Buellia saxorum is a species of saxicolous (rock-dwelling) crustose lichen in the family Caliciaceae. It forms a moderately thick, white to pale yellow-grey crust with a network of fine cracks and a distinctive black border where it meets other lichen thalli, creating a mosaic pattern. The lichen's reproductive structures appear as small dark discs up to 1 mm in diameter on the surface of the thallus. First described by the Italian botanist Abramo Bartolommeo Massalongo in 1852, B. saxorum can be identified by its chemical spot test reactions due to the presence of atranorin and gyrophoric acid. It is found in several European countries including Britain, France, Italy, and Spain.

==Description==

Buellia saxorum forms a moderately thick crust-like growth (thallus) on its substrate. The thallus has a distinctive appearance with a network of fine cracks (described as "-cracked" in technical terminology) and displays a white to pale yellow-grey colouration. One of its distinctive features is the black border that clearly defines its edges, often creating a mosaic pattern where multiple thalli meet. When stained with iodine, the inner layer (medulla) turns blue.

The reproductive structures (apothecia) measure between 0.3 and 1 mm in diameter and sit on the surface of the thallus rather than being embedded within it. These apothecia have a flat to slightly convex dark disc surrounded by a prominent true rim. Under microscopic examination, the upper layer of the apothecia appears brown and does not react with nitric acid. The spore-producing layer (hymenium) lacks oil droplets.

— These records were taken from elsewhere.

impl<'m> StatementEntity<'m> {
    pub fn new(model: &'m Model, schema: &'m Schema, dataset: impl Into<String>) -> Self {
        Self {
            model,
            schema,
            id: None,
            dataset: dataset.into(),
            statements: BTreeMap::new(),
            base_referents: BTreeSet::new(),
            last_change: None,
        }
    }

    /// Assemble an entity from statements. The first statement fixes the
    /// starting schema and id; later ones narrow it.
    pub fn from_statements<I>(model: &'m Model, dataset: impl Into<String>, statements: I) -> Result<Self, DataError>
    where
        I: IntoIterator<Item = Statement>,
    {
        let mut iter = statements.into_iter().peekable();
        let first = iter.peek().ok_or(DataError::MissingId)?;
        let schema = model.require(&first.schema)?;
        let mut entity = Self::new(model, schema, dataset);
        for stmt in iter {
            entity.add_statement(stmt)?;
        }
        Ok(entity)
    }

    pub fn model(&self) -> &'m Model {
        self.model
    }

    pub fn schema(&self) -> &'m Schema {
        self.schema
    }

    pub fn id(&self) -> Option<&str> {
        self.id.as_deref()
    }

    pub fn set_id(&mut self, id: Option<String>) {
        self.id = id.filter(|id| !id.is_empty());
    }

    pub fn dataset(&self) -> &str {
        &self.dataset
    }

    fn resolve(&self, prop: impl Into<PropertyRef>) -> Result<&'m Property, DataError> {
        self.model.resolve(self.schema, &prop.into())
    }

    fn require_id(&self) -> Result<String, DataError> {
        self.id.clone().ok_or(DataError::MissingId)
    }

    // ========================================================================
    // Statements in
    // ========================================================================

    /// Add a statement, narrowing the schema if the statement's schema
    /// differs. Fails only when the two schemata have nothing in common.
    pub fn add_statement(&mut self, stmt: Statement) -> Result<(), DataError> {
        let schema = self.model.require(&stmt.schema)?;
        if schema.id() != self.schema.id() {
            self.schema = self
                .model
                .narrowest(self.schema, schema)
                .map_err(|_| DataError::NoCommonSchema {
                    left: describe(self.schema, self.id()),
                    right: describe(schema, Some(&stmt.entity_id)),
                })?;
        }
        if self.id.is_none() && !stmt.canonical_id.is_empty() {
            self.id = Some(stmt.canonical_id.clone());
        }
        if stmt.prop == BASE {
            if self.id.as_deref() != Some(stmt.entity_id.as_str()) {
                self.base_referents.insert(stmt.entity_id);
            }
            if stmt.first_seen.is_some() {
                self.last_change = self.last_change.max(stmt.first_seen);
            }
            return Ok(());
        }
        if schema.get(&stmt.prop).is_none() {
            tracing::warn!(
                statement = %stmt.id,
                schema = %stmt.schema,
                prop = %stmt.prop,
                "skipped statement for unknown property"
            );
            return Ok(());
        }
        self.insert(stmt);
        Ok(())
    }

    fn insert(&mut self, stmt: Statement) {
        let slot = self.statements.entry(stmt.prop.clone()).or_default();
        match slot.entry(stmt.id.clone()) {
            Entry::Vacant(entry) => {
                entry.insert(stmt);
            }
            Entry::Occupied(mut entry) => {
                let held = entry.get_mut();
                held.first_seen = earliest(held.first_seen, stmt.first_seen);
                held.last_seen = held.last_seen.max(stmt.last_seen);
            }
        }
    }

    /// Clean and add values under the default dataset.
    pub fn add<I, S>(&mut self, prop: impl Into<PropertyRef>, values: I) -> Result<(), DataError>
    where
        I: IntoIterator<Item = S>,
        S: AsRef<str>,
    {
        let prop = self.resolve(prop)?;
        for value in values {
            self.add_resolved(prop, value.as_ref(), ValueOptions::default())?;
        }
        Ok(())
    }

    /// Clean and add a single value with language and provenance details.
    pub fn add_value(
        &mut self,
        prop: impl Into<PropertyRef>,
        raw: &str,
        opts: ValueOptions<'_>,
    ) -> Result<(), DataError> {
        let prop = self.resolve(prop)?;
        self.add_resolved(prop, raw, opts)
    }

    fn add_resolved(&mut self, prop: &'m Property, raw: &str, opts: ValueOptions<'_>) -> Result<(), DataError> {
        if prop.stub() {
            return Err(DataError::StubProperty(prop.qname().to_string()));
        }
        let id = self.require_id()?;
        let value = if opts.cleaned {
            if raw.trim().is_empty() {
                return Ok(());
            }
            raw.to_string()
        } else {
            let hints = self.country_hints();
            let ctx = CleanContext::with_countries(&hints)
                .fuzzy(opts.fuzzy)
                .format(opts.format.or(prop.format()));
            match prop.type_().clean(raw, &ctx) {
                Some(value) => value,
                None => return Ok(()),
            }
        };
        let value = truncate_chars(&value, prop.max_length());
        if prop.is_entity() && value == id {
            return Err(DataError::SelfReference {
                property: prop.qname().to_string(),
                id: value,
            });
        }
        let original = opts.original_value.or((value != raw).then_some(raw));
        self.unsafe_add(prop, &value, opts.lang, original)
    }

    /// Record an already-clean value under the default dataset. No type
    /// cleaning or stub checks are applied.
    pub fn unsafe_add(
        &mut self,
        prop: &'m Property,
        value: &str,
        lang: Option<&str>,
        original_value: Option<&str>,
    ) -> Result<(), DataError> {
        let id = self.require_id()?;
        let stmt = Statement::new(id, prop.name(), self.schema.name(), value, self.dataset.clone())
            .with_prop_type(prop.type_().name())
            .with_lang(lang)
            .with_original_value(original_value);
        self.insert(stmt);
        Ok(())
    }

    /// Record a value as asserted by another dataset, without cleaning.
    pub fn claim(
        &mut self,
        prop: impl Into<PropertyRef>,
        value: &str,
        dataset: &str,
        external: bool,
    ) -> Result<(), DataError> {
        let prop = self.resolve(prop)?;
        let id = self.require_id()?;
        let stmt = Statement::new(id, prop.name(), self.schema.name(), value, dataset)
            .with_prop_type(prop.type_().name())
            .with_external(external);
        self.insert(stmt);
        Ok(())
    }

    // ========================================================================
    // Property access
    // ========================================================================

    pub fn get(&self, prop: impl Into<PropertyRef>) -> Result<Vec<&str>, DataError> {
        let prop = self.resolve(prop)?;
        Ok(self.values(prop.name()))
    }

    pub fn get_statements(&self, prop: impl Into<PropertyRef>) -> Result<Vec<&Statement>, DataError> {
        let prop = self.resolve(prop)?;
        Ok(self
            .statements
            .get(prop.name())
            .map(|stmts| stmts.values().collect())
            .unwrap_or_default())
    }

    /// Replace the values of a property with freshly cleaned ones.
    pub fn set<I, S>(&mut self, prop: impl Into<PropertyRef>, values: I) -> Result<(), DataError>
    where
        I: IntoIterator<Item = S>,
        S: AsRef<str>,
    {
        let prop = self.resolve(prop)?;
        self.pop(prop)?;
        self.add(prop, values)
    }

    /// Drop every statement of a property and return the distinct values.
    pub fn pop(&mut self, prop: impl Into<PropertyRef>) -> Result<Vec<String>, DataError> {
        let prop = self.resolve(prop)?;
        let stmts = self.statements.remove(prop.name()).unwrap_or_default();
        let values: BTreeSet<String> = stmts.into_values().map(|s| s.value).collect();
        Ok(values.into_iter().collect())
    }

    /// Drop the statements asserting one value.
    pub fn remove(&mut self, prop: impl Into<PropertyRef>, value: &str) -> Result<(), DataError> {
        let prop = self.resolve(prop)?;
        if let Some(stmts) = self.statements.get_mut(prop.name()) {
            stmts.retain(|_, stmt| stmt.value != value);
            if stmts.is_empty() {
                self.statements.remove(prop.name());
            }
        }
        Ok(())
    }

    pub fn iterprops(&self) -> Vec<&'m Property> {
        self.populated_properties()
    }

    /// Number of stored statements, not counting the synthesized checksum.
    pub fn len(&self) -> usize {
        self.statements.values().map(BTreeMap::len).sum()
    }

    pub fn is_empty(&self) -> bool {
        self.len() == 0
    }

    // ========================================================================
    // Statements out
    // ========================================================================

    fn stored(&self) -> impl Iterator<Item = &Statement> + '_ {
        self.statements.values().flat_map(BTreeMap::values)
    }

    /// Every stored statement, followed by a checksum base statement when the
    /// entity has an id. The checksum is recomputed on each call.
    pub fn statements(&self) -> Vec<Statement> {
        let mut out: Vec<Statement> = self.stored().cloned().collect();
        if let Some(id) = &self.id {
            let base = Statement::new(id.clone(), BASE, self.schema.name(), self.checksum(), self.dataset.clone())
                .with_prop_type(BASE)
                .seen(self.last_change, self.last_change);
            out.push(base);
        }
        out
    }

    /// Digest over the schema name and the sorted ids of stored statements.
    pub fn checksum(&self) -> String {
        let mut ids: Vec<&str> = self.stored().map(|s| s.id.as_str()).collect();
        ids.sort_unstable();
        let mut hasher = Sha256::new();
        hasher.update(self.schema.name().as_bytes());
        for id in ids {
            hasher.update(id.as_bytes());
        }
        hex::encode(hasher.finalize())
    }

    /// Datasets that contributed statements; the default dataset if none did.
    pub fn datasets(&self) -> BTreeSet<&str> {
        let mut datasets: BTreeSet<&str> = self.stored().map(|s| s.dataset.as_str()).collect();
        if datasets.is_empty() {
            datasets.insert(self.dataset.as_str());
        }
        datasets
    }

    /// Source entity ids other than the canonical id.
    pub fn referents(&self) -> BTreeSet<&str> {
        let own = self.id.as_deref();
        self.stored()
            .map(|s| s.entity_id.as_str())
            .chain(self.base_referents.iter().map(String::as_str))
            .filter(|id| Some(*id) != own)
            .collect()
    }

    pub fn first_seen(&self) -> Option<DateTime<Utc>> {
        self.stored().filter_map(|s| s.first_seen).min()
    }

    pub fn last_seen(&self) -> Option<DateTime<Utc>> {
        self.stored().filter_map(|s| s.last_seen).max()
    }

    /// Latest `first_seen` over contributed base statements.
    pub fn last_change(&self) -> Option<DateTime<Utc>> {
        self.last_change
    }

    // ========================================================================
    // Conversion and merging
    // ========================================================================

    /// Flatten into a proxy. Provenance summaries travel as extra keys.
    pub fn to_proxy(&self) -> EntityProxy<'m> {
        let mut proxy = EntityProxy::new(self.model, self.schema);
        proxy.set_id(self.id.clone());
        for prop in self.populated_properties() {
            for value in self.values(prop.name()) {
                proxy.unsafe_add(prop, value, AddOptions::cleaned());
            }
        }
        proxy.set_extra("datasets", serde_json::json!(self.datasets()));
        proxy.set_extra("referents", serde_json::json!(self.referents()));
        for (key, ts) in [
            ("first_seen", self.first_seen()),
            ("last_seen", self.last_seen()),
            ("last_change", self.last_change),
        ] {
            if let Some(ts) = ts {
                proxy.set_extra(key, serde_json::Value::String(ts.to_rfc3339()));
            }
        }
        proxy
    }

    /// Turn every value of a proxy into a statement of `dataset`.
    pub fn from_proxy(proxy: &EntityProxy<'m>, dataset: impl Into<String>) -> Result<Self, DataError> {
        let id = proxy.id().ok_or(DataError::MissingId)?;
        let mut entity = Self::new(proxy.model(), proxy.schema(), dataset);
        entity.id = Some(id.to_string());
        for (prop, value) in proxy.itervalues() {
            entity.unsafe_add(prop, value, None, None)?;
        }
        Ok(entity)
    }

    /// Absorb the statements of `other`, re-pointing them at this entity's
    /// canonical id.
    pub fn merge(&mut self, other: &StatementEntity<'m>) -> Result<(), DataError> {
        self.schema = self
            .model
            .narrowest(self.schema, other.schema)
            .map_err(|_| DataError::NoCommonSchema {
                left: describe(self.schema, self.id()),
                right: describe(other.schema, other.id()),
            })?;
        if self.id.is_none() && other.id.is_some() {
            self.id = other.id.clone();
            let held: Vec<String> = self.statements.keys().cloned().collect();
            for prop in held {
                if let Some(slot) = self.statements.get_mut(&prop) {
                    let schema = self.schema;
                    let id = self.id.as_deref();
                    slot.retain(|_, stmt| !is_self_reference(schema, id, stmt));
                    if slot.is_empty() {
                        self.statements.remove(&prop);
                    }
                }
            }
        }
        for stmt in other.stored() {
            if is_self_reference(self.schema, self.id.as_deref(), stmt) {
                continue;
            }
            let mut stmt = stmt.clone();
            if let Some(id) = &self.id {
                stmt.canonical_id = id.clone();
            }
            self.insert(stmt);
        }
        self.base_referents
            .extend(other.base_referents.iter().cloned());
        self.last_change = self.last_change.max(other.last_change);
        Ok(())
    }

    pub fn to_dict(&self) -> EntityData {
        self.to_proxy().to_data()
    }

    pub fn from_dict(
        model: &'m Model,
        data: EntityData,
        dataset: impl Into<String>,
        cleaned: bool,
    ) -> Result<Self, DataError> {
        let proxy = model.get_proxy(data, cleaned)?;
        Self::from_proxy(&proxy, dataset)
    }
}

The spores (ascospores) are divided by a single septum (internal partition) and measure 10–18 by 5–9 micrometres (μm). They have walls that are uniformly thickened and smooth. They are of the Physconia-type The asexual reproductive structures (pycnidia) are abundant, producing spindle to cylinder-shaped spores (conidia) that measure 4–7 (–9) by about 1 μm.

When subjected to chemical spot tests, the thallus is C+ (red), K+ (yellow), Pd (± yellow), and UV−. These reactions indicate the presence of two secondary metabolites: atranorin and gyrophoric acid. Lecanoric acid is present in trace amounts.

==Similar species==

Buellia saxorum can be distinguished from related species by its characteristic moderately thick, rimose-cracked, white thallus with a prominent black prothallus, amyloid medulla (I+ blue), and chemical profile (C+ red, K+ yellow, containing atranorin and gyrophoric acid). Buellia flavescens differs from B. saxorum in having a yellowish-inspersed medulla and containing placodiolic acid rather than gyrophoric acid. While both species have a similar rimose to areolate thallus appearance and ascospore type (Physconia-type), B. flavescens gives a C+ deep yellow reaction instead of the C+ red seen in B. saxorum.

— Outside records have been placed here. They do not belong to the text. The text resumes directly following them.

//! Statement serialization.
//!
//! Three encodings of the same record:
//!
//! | format | shape                                   | notes                              |
//! |--------|-----------------------------------------|------------------------------------|
//! | json   | one JSON object per line                | lossless                           |
//! | csv    | header + 13 columns                     | flushed every `batch_size` rows    |
//! | pack   | header + 10 columns                     | `canonical_id`, `prop_type`, `id` rebuilt on read |

use std::fmt;
use std::io::{BufRead, Read, Write};
use std::str::FromStr;

use chrono::{DateTime, NaiveDateTime, SecondsFormat, Utc};
use dossier_model::Model;
use serde::{Deserialize, Serialize};

use crate::error::StatementError;
use crate::statement::{Statement, BASE};

pub const CSV_COLUMNS: [&str; 13] = [
    "canonical_id",
    "entity_id",
    "prop",
    "prop_type",
    "schema",
    "value",
    "dataset",
    "lang",
    "original_value",
    "external",
    "first_seen",
    "last_seen",
    "id",
];

pub const PACK_COLUMNS: [&str; 10] = [
    "entity_id",
    "prop",
    "schema",
    "value",
    "dataset",
    "lang",
    "original_value",
    "external",
    "first_seen",
    "last_seen",
];

pub const DEFAULT_BATCH_SIZE: usize = 5_000;

#[derive(Debug, Clone, Copy, PartialEq, Eq)]
pub enum Format {
    Json,
    Csv,
    Pack,
}

impl Format {
    pub fn as_str(self) -> &'static str {
        match self {
            Format::Json => "json",
            Format::Csv => "csv",
            Format::Pack => "pack",
        }
    }
}

impl fmt::Display for Format {
    fn fmt(&self, f: &mut fmt::Formatter<'_>) -> fmt::Result {
        f.write_str(self.as_str())
    }
}

impl FromStr for Format {
    type Err = StatementError;

    fn from_str(s: &str) -> Result<Self, Self::Err> {
        match s.trim().to_ascii_lowercase().as_str() {
            "json" => Ok(Format::Json),
            "csv" => Ok(Format::Csv),
            "pack" => Ok(Format::Pack),
            other => Err(StatementError::UnknownFormat(other.to_string())),
        }
    }
}

// ============================================================================
// Row shapes
// ============================================================================

#[derive(Debug, Serialize, Deserialize)]
struct CsvRow {
    #[serde(default)]
    canonical_id: String,
    entity_id: String,
    prop: String,
    #[serde(default)]
    prop_type: String,
    schema: String,
    value: String,
    dataset: String,
    #[serde(default)]
    lang: String,
    #[serde(default)]
    original_value: String,
    #[serde(default)]
    external: String,
    #[serde(default)]
    first_seen: String,
    #[serde(default)]
    last_seen: String,
    #[serde(default)]
    id: String,
}

impl From<&Statement> for CsvRow {
    fn from(stmt: &Statement) -> Self {
        Self {
            canonical_id: stmt.canonical_id.clone(),
            entity_id: stmt.entity_id.clone(),
            prop: stmt.prop.clone(),
            prop_type: stmt.prop_type.clone(),
            schema: stmt.schema.clone(),
            value: stmt.value.clone(),
            dataset: stmt.dataset.clone(),
            lang: stmt.lang.clone().unwrap_or_default(),
            original_value: stmt.original_value.clone().unwrap_or_default(),
            external: format_bool(stmt.external),
            first_seen: format_ts(stmt.first_seen),
            last_seen: format_ts(stmt.last_seen),
            id: stmt.id.clone(),
        }
    }
}

impl CsvRow {
    fn into_statement(self) -> Result<Statement, StatementError> {
        let mut stmt = Statement {
            id: self.id,
            canonical_id: self.canonical_id,
            entity_id: self.entity_id,
            prop: self.prop,
            prop_type: self.prop_type,
            schema: self.schema,
            value: self.value,
            dataset: self.dataset,
            lang: non_empty(self.lang),
            original_value: non_empty(self.original_value),
            external: parse_bool(&self.external),
            first_seen: parse_ts(&self.first_seen)?,
            last_seen: parse_ts(&self.last_seen)?,
        };
        if stmt.canonical_id.is_empty() {
            stmt.canonical_id = stmt.entity_id.clone();
        }
        if stmt.id.is_empty() {
            stmt.id = stmt.generate_key();
        }
        Ok(stmt)
    }
}

#[derive(Debug, Serialize, Deserialize)]
struct PackRow {
    entity_id: String,
    prop: String,
    schema: String,
    value: String,
    dataset: String,
    #[serde(default)]
    lang: String,
    #[serde(default)]
    original_value: String,
    #[serde(default)]
    external: String,
    #[serde(default)]
    first_seen: String,
    #[serde(default)]
    last_seen: String,
}

impl From<&Statement> for PackRow {
    fn from(stmt: &Statement) -> Self {
        Self {
            entity_id: stmt.entity_id.clone(),
            prop: stmt.prop.clone(),
            schema: stmt.schema.clone(),
            value: stmt.value.clone(),
            dataset: stmt.dataset.clone(),
            lang: stmt.lang.clone().unwrap_or_default(),
            original_value: stmt.original_value.clone().unwrap_or_default(),
            external: format_bool(stmt.external),
            first_seen: format_ts(stmt.first_seen),
            last_seen: format_ts(stmt.last_seen),
        }
    }
}

impl PackRow {
    /// Rebuild the omitted columns. `None` when the model does not know
    /// `schema:prop`.
    fn into_statement(self, model: &Model) -> Result<Option<Statement>, StatementError> {
        let prop_type = if self.prop == BASE {
            BASE.to_string()
        } else {
            match model.get(&self.schema).and_then(|s| s.get(&self.prop)) {
                Some(prop) => prop.type_().name().to_string(),
                None => {
                    tracing::warn!(schema = %self.schema, prop = %self.prop, "skipped packed statement for unknown property");
                    return Ok(None);
                }
            }
        };
        let stmt = Statement::new(self.entity_id, self.prop, self.schema, self.value, self.dataset)
            .with_prop_type(prop_type)
            .with_lang(non_empty(self.lang).as_deref())
            .with_original_value(non_empty(self.original_value).as_deref())
            .with_external(parse_bool(&self.external))
            .seen(parse_ts(&self.first_seen)?, parse_ts(&self.last_seen)?);
        Ok(Some(stmt))
    }
}

fn non_empty(text: String) -> Option<String> {
    if text.is_empty() {
        None
    } else {
        Some(text)
    }
}

fn format_bool(value: bool) -> String {
    let flag = if value { "t" } else { "f" };
    flag.to_string()
}

fn parse_bool(text: &str) -> bool {
    matches!(text.trim().to_ascii_lowercase().as_str(), "t" | "true" | "1" | "yes")
}

fn format_ts(ts: Option<DateTime<Utc>>) -> String {
    ts.map(|t| t.to_rfc3339_opts(SecondsFormat::Secs, true))
        .unwrap_or_default()
}

/// RFC 3339, or a naive timestamp taken as UTC. Blank means absent.
fn parse_ts(text: &str) -> Result<Option<DateTime<Utc>>, StatementError> {
    let text = text.trim();
    if text.is_empty() {
        return Ok(None);
    }
    if let Ok(ts) = DateTime::parse_from_rfc3339(text) {
        return Ok(Some(ts.with_timezone(&Utc)));
    }
    for fmt in ["%Y-%m-%dT%H:%M:%S", "%Y-%m-%d %H:%M:%S", "%Y-%m-%dT%H:%M:%S%.f"] {
        if let Ok(naive) = NaiveDateTime::parse_from_str(text, fmt) {
            return Ok(Some(naive.and_utc()));
        }
    }
    Err(StatementError::Timestamp(text.to_string()))
}

// ============================================================================
// JSON lines
// ============================================================================

/// Write one statement per line. Returns the number written.
pub fn write_json<'a, W, I>(mut writer: W, statements: I) -> Result<usize, StatementError>
where
    W: Write,
    I: IntoIterator<Item = &'a Statement>,
{
    let mut count = 0;
    for stmt in statements {
        serde_json::to_writer(&mut writer, stmt)?;
        writer.write_all(b"\n")?;
        count += 1;
    }
    writer.flush()?;
    Ok(count)
}

/// Read statements line by line; blank lines are skipped.
pub fn read_json<R: BufRead>(reader: R) -> impl Iterator<Item = Result<Statement, StatementError>> {
    reader.lines().filter_map(|line| match line {
        Ok(line) if line.trim().is_empty() => None,
        Ok(line) => Some(serde_json::from_str(&line).map_err(StatementError::from)),
        Err(err) => Some(Err(err.into())),
    })
}

// ============================================================================
// CSV and pack
// ============================================================================

/// Streaming CSV writer for the full and packed column sets.
///
/// The underlying buffer is flushed every `batch_size` rows, so a writer
/// fed from an unbounded statement stream holds at most one batch.
pub struct CsvStatementWriter<W: Write> {
    writer: csv::Writer<W>,
    format: Format,
    batch_size: usize,
    pending: usize,
    written: usize,
}

impl<W: Write> CsvStatementWriter<W> {
    pub fn new(inner: W, batch_size: usize) -> Result<Self, StatementError> {
        Self::with_format(inner, Format::Csv, batch_size)
    }

    pub fn pack(inner: W, batch_size: usize) -> Result<Self, StatementError> {
        Self::with_format(inner, Format::Pack, batch_size)
    }

    fn with_format(inner: W, format: Format, batch_size: usize) -> Result<Self, StatementError> {
        let mut writer = csv::WriterBuilder::new()
            .has_headers(false)
            .from_writer(inner);
        match format {
            Format::Pack => writer.write_record(PACK_COLUMNS)?,
            _ => writer.write_record(CSV_COLUMNS)?,
        }
        Ok(Self {
            writer,
            format,
            batch_size: batch_size.max(1),
            pending: 0,
            written: 0,
        })
    }

    pub fn write(&mut self, stmt: &Statement) -> Result<(), StatementError> {
        match self.format {
            Format::Pack => self.writer.serialize(PackRow::from(stmt))?,
            _ => self.writer.serialize(CsvRow::from(stmt))?,
        }
        self.pending += 1;
        self.written += 1;
        if self.pending >= self.batch_size {
            self.flush()?;
        }
        Ok(())
    }

    pub fn flush(&mut self) -> Result<(), StatementError> {
        self.writer.flush()?;
        tracing::debug!(rows = self.pending, total = self.written, format = %self.format, "flushed statement batch");
        self.pending = 0;
        Ok(())
    }

    /// The inner writer; rows of an unfinished batch are not in it yet.
    pub fn get_ref(&self) -> &W {
        self.writer.get_ref()
    }

    /// Rows written so far.
    pub fn written(&self) -> usize {
        self.written
    }

    /// Flush what is pending and hand back the inner writer.
    pub fn finish(mut self) -> Result<W, StatementError> {
        self.flush()?;
        self.writer
            .into_inner()
            .map_err(|err| StatementError::Io(err.into_error()))
    }
}

pub fn read_csv<R: Read>(reader: R) -> impl Iterator<Item = Result<Statement, StatementError>> {
    csv::Reader::from_reader(reader)
        .into_deserialize::<CsvRow>()
        .map(|row| row.map_err(StatementError::from).and_then(CsvRow::into_statement))
}

/// Read packed statements, rebuilding `canonical_id`, `prop_type` and `id`.
/// Rows naming a property the model does not know are skipped.
pub fn read_pack<'m, R>(model: &'m Model, reader: R) -> impl Iterator<Item = Result<Statement, StatementError>> + 'm
where
    R: Read + 'm,
{
    csv::Reader::from_reader(reader)
        .into_deserialize::<PackRow>()
        .filter_map(move |row| match row {
            Ok(row) => row.into_statement(model).transpose(),
            Err(err) => Some(Err(err.into())),
        })
}

// ============================================================================
// Format dispatch
// ============================================================================

pub fn read_statements<'m, R>(
    model: &'m Model,
    reader: R,
    format: Format,
) -> Box<dyn Iterator<Item = Result<Statement, StatementError>> + 'm>
where
    R: BufRead + 'm,
{
    match format {
        Format::Json => Box::new(read_json(reader)),
        Format::Csv => Box::new(read_csv(reader)),
        Format::Pack => Box::new(read_pack(model, reader)),
    }
}

/// Write statements in any format. Returns the number written.
pub fn write_statements<'a, W, I>(writer: W, format: Format, statements: I) -> Result<usize, StatementError>
where
    W: Write,
    I: IntoIterator<Item = &'a Statement>,
{
    match format {
        Format::Json => write_json(writer, statements),
        Format::Csv | Format::Pack => {
            let mut out = CsvStatementWriter::with_format(writer, format, DEFAULT_BATCH_SIZE)?;
            for stmt in statements {
                out.write(stmt)?;
            }
            let count = out.written();
            out.finish()?;
            Ok(count)
        }
    }
}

Buellia leptoclinoides can be distinguished by its rimose to bullate thallus, hymenium containing oil droplets, and ascospores with both median and lateral wall thickenings (Callispora-type). It also contains placodiolic acid but differs from B. flavescens in having a non-amyloid medulla (I-). Buellia subdisciformis, with which B. saxorum was historically confused, differs primarily in its chemistry (containing atranorin, norstictic acid, and connorstictic acid) and slightly different spore dimensions. Buellia dispersa has a similar appearance but can be differentiated by its more variable thallus morphology, and the absence of gyrophoric acid.

==Habitat and distribution==

Buellia saxorum grows on more or less vertical faces of siliceous rocks. In Europe, it occurs in Britain, France, Italy, and Spain.